White House Expands Duties Of Federal CIOs

on August 09, 2011 at 11:00 AM

The role of federal chief information officers is about to shift, according to the government’s new top CIO, Steven VanRoekel, who was named last week to succeed outgoing CIO, Vivek Kundra.

In a White House blog post published last night, VanRoekel highlighted four new areas of focus for federal CIOs: Governance, Commodity IT, Program Management, and Information Security.

The newly-defined responsibilities were summarized in a memorandum issued yesterday by Office of Management and Budget Director, Jacob Lew (pictured), to executive department and agency chiefs.

Behind the changes is long-recognized need by administration officials to shift the primary responsibilities of federal chief information officers, “away from just policy making and infrastructure maintenance, to encompass true portfolio management for all IT,” Lew said.

As part of the revised duties, the charter of the federal CIO council, the organization federal CIOs work through to address cross-agency issues, will also be amended to allow more effective development and management of shared services, cross-agency initiatives, and governmentwide policy.

In addition to their statutory responsibilities through the Clinger-Cohen Act and related laws, Lew wrote, there will be four main areas in which “agency CIOs shall have a lead role”:

Governance: CIOs must drive the investment review process for IT investments and have responsibility over the entire IT portfolio for an Agency, working with chief financial and chief acquisition officers to ensure IT portfolio analysis is an integral part of the yearly budget process for an agency.

Commodity IT: Agency CIOs must focus on eliminating duplication and rationalize their agency’s IT investments in IT infrastructure (data centers, networks, desktop computers and mobile devices); enterprise IT systems (e-mail, collaboration tools, identity and access management, security, and web infrastructure); and business systems (finance, human resources, and other administrative functions).

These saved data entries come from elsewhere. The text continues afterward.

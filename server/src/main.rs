use std::net::SocketAddr;

use server::app_from_config;
use server::config::ServerConfig;
use tracing_subscriber::{layer::SubscriberExt, util::SubscriberInitExt};

#[tokio::main]
async fn main() -> Result<(), Box<dyn std::error::Error>> {
    dotenvy::dotenv().ok();

    tracing_subscriber::registry()
        .with(
            tracing_subscriber::EnvFilter::try_from_default_env().unwrap_or_else(|_| {
                "server=debug,video_service=debug,oauth_service=debug,tower_http=debug".into()
            }),
        )
        .with(tracing_subscriber::fmt::layer())
        .init();

    let config = ServerConfig::from_env()?;
    tracing::info!(host = %config.host, port = config.port, "loaded server configuration");

    // Placeholder account store; nothing routes to it.
    let _users = datastore::connect(config.database_url.as_deref());

    let app = app_from_config(&config)?;

    let addr = SocketAddr::new(config.host.parse()?, config.port);
    let listener = tokio::net::TcpListener::bind(addr).await?;
    tracing::info!(%addr, "server listening");

    axum::serve(listener, app)
        .with_graceful_shutdown(shutdown_signal())
        .await?;

    tracing::info!("server stopped");
    Ok(())
}

async fn shutdown_signal() {
    if let Err(err) = tokio::signal::ctrl_c().await {
        tracing::error!(error = %err, "failed to listen for shutdown signal");
        std::future::pending::<()>().await;
    }
    tracing::info!("received Ctrl-C, shutting down");
}
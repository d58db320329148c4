use std::sync::Arc;
use std::time::Duration;

use axum::http::header::{AUTHORIZATION, CONTENT_TYPE};
use axum::http::{HeaderValue, Method};
use axum::{Json, Router, routing::get};
use oauth_service::OAuthBroker;
use serde_json::json;
use tower_http::cors::CorsLayer;
use tower_http::trace::{DefaultMakeSpan, DefaultOnResponse, TraceLayer};
use tracing::Level;
use video_service::ProxyState;
use youtube_client::YouTubeApi;

pub mod config;

use config::ServerConfig;

/// Upper bound for any single call to Google, so a stalled token refresh
/// cannot hold the credential lock indefinitely
pub const UPSTREAM_TIMEOUT: Duration = Duration::from_secs(15);

/// HTTP client shared by the YouTube client and the OAuth broker
pub fn upstream_client(timeout: Duration) -> Result<reqwest::Client, reqwest::Error> {
    reqwest::Client::builder().timeout(timeout).build()
}

/// Assemble the OAuth and proxy routers behind tracing and CORS layers
pub fn build_app(
    youtube: Arc<dyn YouTubeApi>,
    broker: Arc<OAuthBroker>,
    cors_origins: &[String],
) -> Router {
    Router::new()
        .route("/health", get(|| async { Json(json!({ "status": "ok" })) }))
        .merge(oauth_service::create_router(broker.clone()))
        .merge(video_service::create_router(ProxyState { youtube, broker }))
        .layer(
            TraceLayer::new_for_http()
                .make_span_with(DefaultMakeSpan::new().level(Level::INFO))
                .on_response(DefaultOnResponse::new().level(Level::INFO)),
        )
        .layer(build_cors_layer(cors_origins))
}

/// Build the CORS layer; origins that do not parse are skipped with a warning
pub fn build_cors_layer(origins: &[String]) -> CorsLayer {
    let origins: Vec<HeaderValue> = origins
        .iter()
        .filter_map(|origin| match origin.parse() {
            Ok(value) => Some(value),
            Err(err) => {
                tracing::warn!(%origin, error = %err, "ignoring invalid CORS origin");
                None
            }
        })
        .collect();

    CorsLayer::new()
        .allow_origin(origins)
        .allow_methods([Method::GET, Method::POST, Method::PUT, Method::DELETE])
        .allow_headers([CONTENT_TYPE, AUTHORIZATION])
        .max_age(Duration::from_secs(3600))
}

/// Wire the production clients from configuration; both share one
/// connection pool
pub fn app_from_config(config: &ServerConfig) -> Result<Router, reqwest::Error> {
    let http = upstream_client(UPSTREAM_TIMEOUT)?;
    let youtube = youtube_client::YouTubeClient::with_base_url(
        http.clone(),
        config.youtube_api_base_url.clone(),
        config.youtube_api_key.clone(),
    );
    let broker = OAuthBroker::with_client(http, config.oauth.clone());
    Ok(build_app(
        Arc::new(youtube),
        Arc::new(broker),
        &config.cors_origins,
    ))
}
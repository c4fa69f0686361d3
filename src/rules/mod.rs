//! Renju rules for the restricted side
//!
//! - [`patterns`]: mask/expected shape tables
//! - [`counter`]: per-intersection shape counting
//! - [`forbidden`]: recursive validation of threes and forbidden points
//! - [`win`]: outcome of a committed move

pub mod counter;
pub mod forbidden;
pub mod patterns;
pub mod win;

// Re-exports for convenient access
pub use counter::{classify, relative, Counter};
pub use forbidden::{forbidden_moves, is_forbidden_move, is_forbidden_point};
pub use patterns::{Pack, Role, ThreeShape};
pub use win::{judge, Outcome};
//! Game state management: the placement gate and move commits

use log::{debug, info};
use thiserror::Error;

use crate::board::{Board, Pos, Stone, CENTER};
use crate::rules::{forbidden_moves, judge, Outcome};

/// Why a placement was rejected
#[derive(Debug, Clone, Copy, PartialEq, Eq, Error)]
pub enum MoveError {
    #[error("{0} is not on the board")]
    OffBoard(Pos),
    #[error("{0} is already occupied")]
    Occupied(Pos),
    #[error("the game is over ({0})")]
    GameOver(Outcome),
    #[error("the first move must be played at h8, not {0}")]
    OpeningNotCenter(Pos),
}

/// One game: the board, its outcome so far, and the last committed move
#[derive(Debug, Clone, PartialEq, Eq)]
pub struct Game {
    board: Board,
    outcome: Outcome,
    last_move: Option<Pos>,
}

impl Game {
    pub fn new() -> Self {
        Self {
            board: Board::new(),
            outcome: Outcome::InProgress,
            last_move: None,
        }
    }

    pub fn reset(&mut self) {
        self.board.reset();
        self.outcome = Outcome::InProgress;
        self.last_move = None;
        info!("new game");
    }

    #[inline]
    pub fn board(&self) -> &Board {
        &self.board
    }

    #[inline]
    pub fn outcome(&self) -> Outcome {
        self.outcome
    }

    #[inline]
    pub fn last_move(&self) -> Option<Pos> {
        self.last_move
    }

    /// Color of the side to move
    #[inline]
    pub fn to_move(&self) -> Stone {
        self.board.to_move()
    }

    /// Check whether `pos` may be played now, and why not otherwise.
    ///
    /// Forbidden points are not rejected here: Black may play them and loses.
    pub fn check_move(&self, pos: Pos) -> Result<(), MoveError> {
        if self.outcome.is_terminal() {
            return Err(MoveError::GameOver(self.outcome));
        }
        if !pos.on_board() {
            return Err(MoveError::OffBoard(pos));
        }
        if self.board.is_pending() && pos != CENTER {
            return Err(MoveError::OpeningNotCenter(pos));
        }
        if !self.board.is_empty(pos) {
            return Err(MoveError::Occupied(pos));
        }
        Ok(())
    }

    #[inline]
    pub fn can_place(&self, pos: Pos) -> bool {
        self.check_move(pos).is_ok()
    }

    /// Place the side to move on `pos`, judge the move, and pass the turn.
    ///
    /// A rejected move leaves the game untouched.
    pub fn commit_move(&mut self, pos: Pos) -> Result<Outcome, MoveError> {
        self.check_move(pos)?;

        let stone = self.board.to_move();
        self.board.set(pos, stone);
        let outcome = judge(&mut self.board, pos);
        self.board.advance();

        self.outcome = outcome;
        self.last_move = Some(pos);
        if outcome.is_terminal() {
            info!("{stone} at {pos} ends the game: {outcome}");
        } else {
            debug!("{stone} at {pos}");
        }
        Ok(outcome)
    }

    /// Empty intersections where Black would lose by a forbidden shape
    pub fn forbidden_points(&self) -> Vec<Pos> {
        if self.outcome.is_terminal() {
            return Vec::new();
        }
        let mut scratch = self.board.clone();
        forbidden_moves(&mut scratch)
    }
}

impl Default for Game {
    fn default() -> Self {
        Self::new()
    }
}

The CIO shall pool their agency’s purchasing power across their entire organization to drive down costs and improve service for commodity IT. In addition, enterprise architects will support the CIO in the alignment of IT resources, to consolidate duplicative investments and applications.

Program Management. Agency CIOs shall improve the overall management of large federal IT projects by identifying, recruiting, hiring, training and reviewing top IT program management talent. CIOs will be held accountable for the performance of IT program managers based on their governance process and the IT Dashboard.

Information Security: CIOs, or senior agency officials reporting to the CIO, shall have the authority and primary responsibility to implement an agency-wide information security program. They will also be responsible for providing information security for both the information collected and maintained by, or on behalf of the agency, and for the information systems that support the operations.

The new responsibilities build on the Obama’s Administration’s “25 Point Plan to Reform Federal IT Management,” now in it its eight month of implementation, said VanRoekel. The reforms were “developed to remedy what had become routine in Washington: IT projects running over budget, falling behind schedule or failing to deliver promised functionality,” said Van Roekel.

As part of those expanded responsibilities, federal CIO’s will be charged with paying close attention to continuous network and information security monitoring and standardized risk assessment processes. These process are to be supported by “CyberStat” sessions run by the Department of Homeland Security, Lew said.

In addition, agency CIOs are required to play a greater cross-agency portfolio management role through the Federal CIO Council.

“Just as CIOs are tasked to find and eliminate duplicative systems in their agencies, the Council will seek opportunities to reduce duplication, improve collaboration and to eliminate waste across agency boundaries,” Lew said.